[Data entries]
··········

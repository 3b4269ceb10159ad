//! Request context and scope-based authorization.

use serde::{Deserialize, Serialize};
use std::collections::BTreeSet;
use std::fmt;

use crate::types::{Error, Result, SubjectId};

/// Set of granted or required scopes, e.g. `devices:write`.
#[derive(Debug, Clone, Default, PartialEq, Eq, Serialize, Deserialize)]
#[serde(transparent)]
pub struct Scopes(BTreeSet<String>);

impl Scopes {
    pub fn new() -> Self {
        Self(BTreeSet::new())
    }

    pub fn insert(&mut self, scope: impl Into<String>) -> bool {
        self.0.insert(scope.into())
    }

    pub fn contains(&self, scope: &str) -> bool {
        self.0.contains(scope)
    }

    pub fn is_superset(&self, other: &Scopes) -> bool {
        self.0.is_superset(&other.0)
    }

    /// Scopes in `required` that `self` does not grant.
    pub fn missing(&self, required: &Scopes) -> Vec<String> {
        required.0.difference(&self.0).cloned().collect()
    }

    pub fn iter(&self) -> impl Iterator<Item = &str> {
        self.0.iter().map(String::as_str)
    }

    pub fn is_empty(&self) -> bool {
        self.0.is_empty()
    }

    pub fn len(&self) -> usize {
        self.0.len()
    }
}

impl<S: Into<String>> FromIterator<S> for Scopes {
    fn from_iter<I: IntoIterator<Item = S>>(iter: I) -> Self {
        Self(iter.into_iter().map(Into::into).collect())
    }
}

impl fmt::Display for Scopes {
    fn fmt(&self, f: &mut fmt::Formatter<'_>) -> fmt::Result {
        let joined: Vec<&str> = self.iter().collect();
        write!(f, "{}", joined.join(" "))
    }
}

/// Which validator produced a [`RequestContext`].
#[derive(Debug, Clone, Copy, PartialEq, Eq, Hash, Serialize, Deserialize)]
#[serde(rename_all = "snake_case")]
pub enum CredentialKind {
    ApiKey,
    Session,
    Jwt,
    RefreshToken,
}

impl CredentialKind {
    pub fn as_str(self) -> &'static str {
        match self {
            CredentialKind::ApiKey => "api_key",
            CredentialKind::Session => "session",
            CredentialKind::Jwt => "jwt",
            CredentialKind::RefreshToken => "refresh_token",
        }
    }

    pub fn parse(raw: &str) -> Option<Self> {
        match raw {
            "api_key" => Some(CredentialKind::ApiKey),
            "session" => Some(CredentialKind::Session),
            "jwt" => Some(CredentialKind::Jwt),
            "refresh_token" => Some(CredentialKind::RefreshToken),
            _ => None,
        }
    }
}

impl fmt::Display for CredentialKind {
    fn fmt(&self, f: &mut fmt::Formatter<'_>) -> fmt::Result {
        f.write_str(self.as_str())
    }
}

/// What a new credential grants: identity, scopes and admin flag.
#[derive(Debug, Clone, PartialEq, Eq, Serialize, Deserialize)]
pub struct Grant {
    pub subject: SubjectId,
    #[serde(default)]
    pub scopes: Scopes,
    #[serde(default)]
    pub is_admin: bool,
}

impl Grant {
    pub fn new(subject: SubjectId) -> Self {
        Self {
            subject,
            scopes: Scopes::new(),
            is_admin: false,
        }
    }

    pub fn with_scopes<S: Into<String>>(mut self, scopes: impl IntoIterator<Item = S>) -> Self {
        self.scopes = scopes.into_iter().collect();
        self
    }

    pub fn admin(mut self) -> Self {
        self.is_admin = true;
        self
    }

    pub(crate) fn into_context(
        self,
        source: CredentialKind,
        credential_id: impl Into<String>,
    ) -> RequestContext {
        RequestContext {
            subject: self.subject,
            scopes: self.scopes,
            is_admin: self.is_admin,
            source,
            credential_id: credential_id.into(),
        }
    }
}

/// Normalized result of authenticating a credential. Never persisted.
#[derive(Debug, Clone, PartialEq, Eq, Serialize)]
pub struct RequestContext {
    pub subject: SubjectId,
    pub scopes: Scopes,
    pub is_admin: bool,
    pub source: CredentialKind,
    /// Id of the credential that was presented (key id, session id, token id).
    pub credential_id: String,
}

impl RequestContext {
    /// True iff the scopes cover `required` or the context is admin.
    pub fn can(&self, required: &Scopes) -> bool {
        self.is_admin || self.scopes.is_superset(required)
    }

    pub fn authorize(&self, required: &Scopes) -> Result<()> {
        if self.can(required) {
            return Ok(());
        }
        Err(Error::forbidden(format!(
            "subject {} lacks scopes: {}",
            self.subject,
            self.scopes.missing(required).join(", ")
        )))
    }
}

··········

→ What you are asked to do
What lines of the data include the word "other"? Copy each of them.

→ Expected answer
    pub fn is_superset(&self, other: &Scopes) -> bool {
        self.0.is_superset(&other.0)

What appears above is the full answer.